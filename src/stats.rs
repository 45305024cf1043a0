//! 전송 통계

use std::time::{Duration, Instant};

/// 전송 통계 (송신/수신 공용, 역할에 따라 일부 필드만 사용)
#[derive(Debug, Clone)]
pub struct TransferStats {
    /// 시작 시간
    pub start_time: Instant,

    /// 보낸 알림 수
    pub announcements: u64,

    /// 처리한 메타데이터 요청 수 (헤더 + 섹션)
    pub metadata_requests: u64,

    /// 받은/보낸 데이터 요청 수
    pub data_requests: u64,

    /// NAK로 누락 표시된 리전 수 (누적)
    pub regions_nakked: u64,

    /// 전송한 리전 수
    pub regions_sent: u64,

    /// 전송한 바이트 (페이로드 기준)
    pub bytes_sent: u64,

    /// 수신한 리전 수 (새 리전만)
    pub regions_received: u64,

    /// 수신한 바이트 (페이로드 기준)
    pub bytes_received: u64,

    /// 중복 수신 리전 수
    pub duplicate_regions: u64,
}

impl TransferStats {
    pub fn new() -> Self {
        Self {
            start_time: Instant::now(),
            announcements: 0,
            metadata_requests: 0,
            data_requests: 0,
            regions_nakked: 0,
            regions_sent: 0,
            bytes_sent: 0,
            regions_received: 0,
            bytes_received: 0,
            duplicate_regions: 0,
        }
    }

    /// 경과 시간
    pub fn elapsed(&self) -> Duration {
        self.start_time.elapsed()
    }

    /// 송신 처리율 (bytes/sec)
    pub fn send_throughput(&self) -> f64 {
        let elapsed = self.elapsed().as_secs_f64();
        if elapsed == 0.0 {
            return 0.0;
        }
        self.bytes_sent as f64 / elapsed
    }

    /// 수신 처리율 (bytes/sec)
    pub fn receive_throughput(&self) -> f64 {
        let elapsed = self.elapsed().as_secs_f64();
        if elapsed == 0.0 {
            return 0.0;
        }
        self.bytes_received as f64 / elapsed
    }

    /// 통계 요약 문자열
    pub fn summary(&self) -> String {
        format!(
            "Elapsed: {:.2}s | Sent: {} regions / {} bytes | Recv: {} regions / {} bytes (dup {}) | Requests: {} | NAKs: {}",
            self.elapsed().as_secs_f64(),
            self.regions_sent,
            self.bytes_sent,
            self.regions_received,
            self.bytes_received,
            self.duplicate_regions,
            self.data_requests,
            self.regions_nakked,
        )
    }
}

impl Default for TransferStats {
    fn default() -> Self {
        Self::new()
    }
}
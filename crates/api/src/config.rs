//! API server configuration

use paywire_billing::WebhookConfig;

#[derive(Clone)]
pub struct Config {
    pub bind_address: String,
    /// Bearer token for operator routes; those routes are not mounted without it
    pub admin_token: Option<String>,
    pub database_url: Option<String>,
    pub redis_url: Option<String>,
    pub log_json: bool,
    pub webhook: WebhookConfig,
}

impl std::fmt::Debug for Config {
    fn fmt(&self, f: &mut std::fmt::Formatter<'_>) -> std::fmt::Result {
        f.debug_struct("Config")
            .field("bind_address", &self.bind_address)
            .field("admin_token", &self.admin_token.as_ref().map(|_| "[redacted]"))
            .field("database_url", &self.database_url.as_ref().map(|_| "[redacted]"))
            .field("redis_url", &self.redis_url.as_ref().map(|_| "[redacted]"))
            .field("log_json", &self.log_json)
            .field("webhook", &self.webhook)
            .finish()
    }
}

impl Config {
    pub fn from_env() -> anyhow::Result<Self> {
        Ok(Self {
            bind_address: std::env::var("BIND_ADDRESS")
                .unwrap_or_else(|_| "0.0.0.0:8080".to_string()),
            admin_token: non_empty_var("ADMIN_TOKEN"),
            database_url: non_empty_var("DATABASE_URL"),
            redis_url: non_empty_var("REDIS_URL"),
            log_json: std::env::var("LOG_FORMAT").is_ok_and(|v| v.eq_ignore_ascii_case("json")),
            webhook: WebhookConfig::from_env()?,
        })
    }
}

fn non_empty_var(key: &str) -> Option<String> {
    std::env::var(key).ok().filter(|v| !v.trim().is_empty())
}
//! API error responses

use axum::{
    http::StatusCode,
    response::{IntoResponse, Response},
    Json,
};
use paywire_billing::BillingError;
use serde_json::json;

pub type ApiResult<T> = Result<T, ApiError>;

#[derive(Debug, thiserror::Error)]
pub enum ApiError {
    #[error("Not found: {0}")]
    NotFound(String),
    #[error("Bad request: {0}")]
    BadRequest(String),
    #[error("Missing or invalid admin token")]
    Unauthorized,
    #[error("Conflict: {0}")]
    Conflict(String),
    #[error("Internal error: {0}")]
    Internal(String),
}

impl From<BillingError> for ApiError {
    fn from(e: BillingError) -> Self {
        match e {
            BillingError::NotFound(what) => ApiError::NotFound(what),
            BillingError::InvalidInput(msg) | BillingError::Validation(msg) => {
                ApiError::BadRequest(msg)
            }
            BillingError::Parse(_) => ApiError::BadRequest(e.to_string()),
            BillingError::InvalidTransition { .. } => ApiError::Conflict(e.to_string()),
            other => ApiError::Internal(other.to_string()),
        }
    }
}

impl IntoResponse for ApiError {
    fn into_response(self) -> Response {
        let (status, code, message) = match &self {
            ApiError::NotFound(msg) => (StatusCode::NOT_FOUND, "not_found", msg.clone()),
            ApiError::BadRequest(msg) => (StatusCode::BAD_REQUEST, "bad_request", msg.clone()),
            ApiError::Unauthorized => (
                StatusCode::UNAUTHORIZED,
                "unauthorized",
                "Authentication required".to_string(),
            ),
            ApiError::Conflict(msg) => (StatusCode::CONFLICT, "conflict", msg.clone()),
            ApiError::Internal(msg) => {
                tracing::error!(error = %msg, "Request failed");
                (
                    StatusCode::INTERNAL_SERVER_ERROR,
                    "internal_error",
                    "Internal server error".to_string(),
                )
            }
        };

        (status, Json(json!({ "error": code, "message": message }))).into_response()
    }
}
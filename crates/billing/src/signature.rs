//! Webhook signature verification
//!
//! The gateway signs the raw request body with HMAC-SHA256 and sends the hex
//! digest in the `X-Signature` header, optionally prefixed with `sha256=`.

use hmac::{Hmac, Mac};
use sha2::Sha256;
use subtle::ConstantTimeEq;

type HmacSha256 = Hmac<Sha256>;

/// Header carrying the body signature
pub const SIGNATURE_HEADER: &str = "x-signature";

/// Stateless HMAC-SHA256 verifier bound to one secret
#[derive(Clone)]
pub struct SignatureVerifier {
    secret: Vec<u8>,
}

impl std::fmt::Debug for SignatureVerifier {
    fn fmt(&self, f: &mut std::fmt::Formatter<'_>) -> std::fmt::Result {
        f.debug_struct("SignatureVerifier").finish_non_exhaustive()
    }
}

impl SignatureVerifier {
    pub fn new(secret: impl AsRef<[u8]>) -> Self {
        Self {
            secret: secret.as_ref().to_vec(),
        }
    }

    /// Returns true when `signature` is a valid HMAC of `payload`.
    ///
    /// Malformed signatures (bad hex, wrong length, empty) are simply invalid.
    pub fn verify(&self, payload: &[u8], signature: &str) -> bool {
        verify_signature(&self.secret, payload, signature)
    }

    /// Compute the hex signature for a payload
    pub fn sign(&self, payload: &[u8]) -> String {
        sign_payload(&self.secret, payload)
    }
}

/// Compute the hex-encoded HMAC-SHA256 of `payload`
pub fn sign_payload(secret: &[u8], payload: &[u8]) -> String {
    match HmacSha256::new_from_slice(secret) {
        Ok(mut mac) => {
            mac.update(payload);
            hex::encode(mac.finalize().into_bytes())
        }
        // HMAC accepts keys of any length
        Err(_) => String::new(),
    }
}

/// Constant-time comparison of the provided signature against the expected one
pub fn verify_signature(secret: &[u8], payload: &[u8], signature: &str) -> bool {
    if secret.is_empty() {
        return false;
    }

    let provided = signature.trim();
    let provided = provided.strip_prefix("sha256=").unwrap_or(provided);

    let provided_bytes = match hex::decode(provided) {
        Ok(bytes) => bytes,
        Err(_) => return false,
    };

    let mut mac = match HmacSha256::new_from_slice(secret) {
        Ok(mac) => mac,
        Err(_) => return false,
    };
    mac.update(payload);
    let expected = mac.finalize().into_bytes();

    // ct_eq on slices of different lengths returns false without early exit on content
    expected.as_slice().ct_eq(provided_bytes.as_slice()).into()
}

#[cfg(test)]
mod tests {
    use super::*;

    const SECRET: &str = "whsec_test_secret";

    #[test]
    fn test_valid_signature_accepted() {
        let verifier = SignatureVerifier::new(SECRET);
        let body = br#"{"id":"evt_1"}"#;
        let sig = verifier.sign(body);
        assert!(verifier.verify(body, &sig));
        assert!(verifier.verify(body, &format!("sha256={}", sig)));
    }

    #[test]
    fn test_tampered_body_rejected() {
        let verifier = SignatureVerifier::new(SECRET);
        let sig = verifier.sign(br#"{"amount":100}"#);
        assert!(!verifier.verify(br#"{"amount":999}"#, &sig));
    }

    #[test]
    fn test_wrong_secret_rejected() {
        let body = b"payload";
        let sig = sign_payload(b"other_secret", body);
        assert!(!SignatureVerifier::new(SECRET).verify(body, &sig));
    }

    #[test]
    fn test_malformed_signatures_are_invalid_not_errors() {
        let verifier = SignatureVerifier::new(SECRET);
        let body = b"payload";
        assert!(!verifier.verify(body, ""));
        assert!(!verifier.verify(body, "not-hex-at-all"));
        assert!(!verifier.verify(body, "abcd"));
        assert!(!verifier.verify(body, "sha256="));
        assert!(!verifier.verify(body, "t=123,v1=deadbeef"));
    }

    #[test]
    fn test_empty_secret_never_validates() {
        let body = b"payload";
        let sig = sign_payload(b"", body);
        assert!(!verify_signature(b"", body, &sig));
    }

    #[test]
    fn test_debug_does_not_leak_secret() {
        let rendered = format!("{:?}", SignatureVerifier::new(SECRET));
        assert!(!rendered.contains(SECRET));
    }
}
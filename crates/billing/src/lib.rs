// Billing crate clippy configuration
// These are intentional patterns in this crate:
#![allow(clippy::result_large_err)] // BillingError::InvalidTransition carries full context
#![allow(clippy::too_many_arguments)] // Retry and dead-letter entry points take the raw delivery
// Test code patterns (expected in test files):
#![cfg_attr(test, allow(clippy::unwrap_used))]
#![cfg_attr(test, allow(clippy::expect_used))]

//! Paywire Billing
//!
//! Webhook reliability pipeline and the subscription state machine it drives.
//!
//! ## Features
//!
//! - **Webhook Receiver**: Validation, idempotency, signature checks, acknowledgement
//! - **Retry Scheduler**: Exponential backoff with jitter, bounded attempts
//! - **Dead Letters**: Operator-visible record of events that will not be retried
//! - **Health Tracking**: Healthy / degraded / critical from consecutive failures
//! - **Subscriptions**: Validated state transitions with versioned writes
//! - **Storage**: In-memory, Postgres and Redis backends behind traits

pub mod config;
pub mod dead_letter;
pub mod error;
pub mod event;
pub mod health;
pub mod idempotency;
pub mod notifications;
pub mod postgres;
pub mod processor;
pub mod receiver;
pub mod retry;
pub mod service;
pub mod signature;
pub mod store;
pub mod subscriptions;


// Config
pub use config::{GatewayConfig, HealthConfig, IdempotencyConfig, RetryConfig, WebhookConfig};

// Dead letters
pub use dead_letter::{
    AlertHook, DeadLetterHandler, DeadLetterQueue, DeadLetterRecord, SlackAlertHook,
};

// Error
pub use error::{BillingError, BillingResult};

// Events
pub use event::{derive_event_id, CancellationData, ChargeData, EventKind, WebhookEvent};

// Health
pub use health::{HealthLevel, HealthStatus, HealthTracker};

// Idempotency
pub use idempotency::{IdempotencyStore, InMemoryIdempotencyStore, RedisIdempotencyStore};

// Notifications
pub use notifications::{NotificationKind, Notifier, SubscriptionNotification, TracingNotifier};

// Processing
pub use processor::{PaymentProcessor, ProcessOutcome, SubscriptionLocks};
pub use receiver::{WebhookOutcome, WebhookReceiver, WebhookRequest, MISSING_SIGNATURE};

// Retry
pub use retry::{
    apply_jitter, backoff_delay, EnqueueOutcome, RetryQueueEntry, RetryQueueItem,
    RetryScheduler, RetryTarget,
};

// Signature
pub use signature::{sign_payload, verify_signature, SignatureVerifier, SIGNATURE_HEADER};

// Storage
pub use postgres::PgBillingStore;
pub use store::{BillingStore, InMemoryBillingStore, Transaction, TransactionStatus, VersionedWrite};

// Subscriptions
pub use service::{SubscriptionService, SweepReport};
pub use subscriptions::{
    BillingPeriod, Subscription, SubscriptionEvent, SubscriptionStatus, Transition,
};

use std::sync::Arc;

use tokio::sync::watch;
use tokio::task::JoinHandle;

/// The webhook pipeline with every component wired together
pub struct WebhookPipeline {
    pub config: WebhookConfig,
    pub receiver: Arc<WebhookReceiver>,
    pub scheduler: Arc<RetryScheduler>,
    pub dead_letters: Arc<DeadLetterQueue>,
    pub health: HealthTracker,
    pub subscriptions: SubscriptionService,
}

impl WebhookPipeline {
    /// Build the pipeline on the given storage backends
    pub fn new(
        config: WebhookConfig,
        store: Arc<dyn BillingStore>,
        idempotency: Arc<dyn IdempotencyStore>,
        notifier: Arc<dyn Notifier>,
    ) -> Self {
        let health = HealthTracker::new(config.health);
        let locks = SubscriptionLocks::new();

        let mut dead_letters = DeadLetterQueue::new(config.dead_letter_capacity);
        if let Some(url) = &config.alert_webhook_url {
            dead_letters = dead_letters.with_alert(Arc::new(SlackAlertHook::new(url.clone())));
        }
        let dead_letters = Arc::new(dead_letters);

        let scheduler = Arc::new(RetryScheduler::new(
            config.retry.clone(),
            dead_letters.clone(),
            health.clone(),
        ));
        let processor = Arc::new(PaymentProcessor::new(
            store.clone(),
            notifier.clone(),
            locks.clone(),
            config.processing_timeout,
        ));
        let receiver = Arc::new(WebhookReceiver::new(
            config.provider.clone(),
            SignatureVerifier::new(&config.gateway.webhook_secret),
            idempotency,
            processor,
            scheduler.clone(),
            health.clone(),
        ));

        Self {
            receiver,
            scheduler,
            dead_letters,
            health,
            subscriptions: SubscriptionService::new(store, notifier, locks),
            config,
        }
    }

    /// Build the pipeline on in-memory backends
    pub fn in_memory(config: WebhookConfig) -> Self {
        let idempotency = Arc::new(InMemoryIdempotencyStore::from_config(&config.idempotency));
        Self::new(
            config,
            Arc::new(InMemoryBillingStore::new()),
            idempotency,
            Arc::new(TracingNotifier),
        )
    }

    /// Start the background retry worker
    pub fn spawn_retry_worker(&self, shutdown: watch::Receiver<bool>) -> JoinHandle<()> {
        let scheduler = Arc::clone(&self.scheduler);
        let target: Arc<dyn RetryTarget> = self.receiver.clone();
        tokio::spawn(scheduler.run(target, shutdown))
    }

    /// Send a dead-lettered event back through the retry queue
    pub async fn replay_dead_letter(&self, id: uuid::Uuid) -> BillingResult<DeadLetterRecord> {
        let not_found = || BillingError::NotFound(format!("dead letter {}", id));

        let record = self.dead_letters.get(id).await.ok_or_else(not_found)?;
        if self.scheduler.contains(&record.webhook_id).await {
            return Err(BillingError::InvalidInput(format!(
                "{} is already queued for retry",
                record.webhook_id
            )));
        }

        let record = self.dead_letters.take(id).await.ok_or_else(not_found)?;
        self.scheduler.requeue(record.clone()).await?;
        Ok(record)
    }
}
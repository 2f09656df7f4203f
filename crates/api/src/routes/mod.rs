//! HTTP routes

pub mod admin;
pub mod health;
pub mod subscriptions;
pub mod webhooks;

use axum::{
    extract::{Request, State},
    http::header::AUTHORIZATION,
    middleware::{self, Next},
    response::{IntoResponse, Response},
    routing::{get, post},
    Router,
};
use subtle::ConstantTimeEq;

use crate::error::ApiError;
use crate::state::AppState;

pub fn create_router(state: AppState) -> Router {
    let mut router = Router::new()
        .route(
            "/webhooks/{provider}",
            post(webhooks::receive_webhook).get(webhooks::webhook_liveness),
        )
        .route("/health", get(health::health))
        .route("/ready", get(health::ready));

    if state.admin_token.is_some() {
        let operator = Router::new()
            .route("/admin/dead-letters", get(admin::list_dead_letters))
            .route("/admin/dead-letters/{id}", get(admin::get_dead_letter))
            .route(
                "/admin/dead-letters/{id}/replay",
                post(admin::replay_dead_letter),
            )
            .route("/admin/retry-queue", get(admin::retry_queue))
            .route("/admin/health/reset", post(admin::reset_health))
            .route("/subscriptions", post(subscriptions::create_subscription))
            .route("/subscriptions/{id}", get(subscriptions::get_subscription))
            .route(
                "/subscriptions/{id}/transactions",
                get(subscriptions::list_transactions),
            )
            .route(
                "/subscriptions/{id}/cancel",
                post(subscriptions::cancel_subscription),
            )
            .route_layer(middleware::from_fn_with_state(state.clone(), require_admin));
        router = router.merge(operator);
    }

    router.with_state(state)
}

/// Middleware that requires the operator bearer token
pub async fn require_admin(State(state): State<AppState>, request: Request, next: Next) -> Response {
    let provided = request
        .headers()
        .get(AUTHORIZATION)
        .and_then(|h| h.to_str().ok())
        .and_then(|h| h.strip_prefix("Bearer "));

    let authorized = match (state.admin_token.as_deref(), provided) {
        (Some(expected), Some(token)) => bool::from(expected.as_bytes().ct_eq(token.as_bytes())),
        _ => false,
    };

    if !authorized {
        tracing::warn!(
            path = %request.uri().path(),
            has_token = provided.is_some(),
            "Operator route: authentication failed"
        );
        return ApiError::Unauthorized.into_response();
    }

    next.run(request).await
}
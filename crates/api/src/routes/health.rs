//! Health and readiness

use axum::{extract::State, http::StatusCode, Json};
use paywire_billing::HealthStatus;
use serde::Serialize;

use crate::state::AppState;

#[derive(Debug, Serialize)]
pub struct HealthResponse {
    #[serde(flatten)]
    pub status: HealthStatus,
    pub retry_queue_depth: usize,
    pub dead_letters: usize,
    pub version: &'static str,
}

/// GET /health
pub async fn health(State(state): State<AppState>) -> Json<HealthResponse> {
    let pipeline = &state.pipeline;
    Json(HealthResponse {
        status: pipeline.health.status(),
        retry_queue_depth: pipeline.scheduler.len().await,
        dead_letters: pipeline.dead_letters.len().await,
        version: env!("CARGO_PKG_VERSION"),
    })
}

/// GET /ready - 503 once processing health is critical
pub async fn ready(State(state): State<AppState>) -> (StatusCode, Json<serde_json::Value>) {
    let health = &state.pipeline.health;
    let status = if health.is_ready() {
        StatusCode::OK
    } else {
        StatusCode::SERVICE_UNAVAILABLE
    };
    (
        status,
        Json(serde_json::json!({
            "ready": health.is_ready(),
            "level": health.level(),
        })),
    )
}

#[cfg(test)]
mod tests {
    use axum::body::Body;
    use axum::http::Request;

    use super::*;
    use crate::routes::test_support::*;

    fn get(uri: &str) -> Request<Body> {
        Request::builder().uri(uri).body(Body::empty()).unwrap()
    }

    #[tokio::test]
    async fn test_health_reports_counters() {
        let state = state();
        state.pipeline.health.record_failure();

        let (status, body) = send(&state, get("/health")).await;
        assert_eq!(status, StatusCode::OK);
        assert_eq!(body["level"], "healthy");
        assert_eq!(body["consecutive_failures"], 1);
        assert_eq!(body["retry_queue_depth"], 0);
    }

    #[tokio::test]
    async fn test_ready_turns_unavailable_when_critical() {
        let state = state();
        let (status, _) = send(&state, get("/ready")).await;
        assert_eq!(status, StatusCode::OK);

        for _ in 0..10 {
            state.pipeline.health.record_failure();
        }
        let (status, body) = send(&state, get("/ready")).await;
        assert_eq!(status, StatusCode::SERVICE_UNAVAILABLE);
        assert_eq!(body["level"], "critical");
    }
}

════════════════════

WHAT IS NEEDED =
Find the number of lines in the listing that carry the word "contains". Only that figure should appear in the reply.

OUTPUT =
2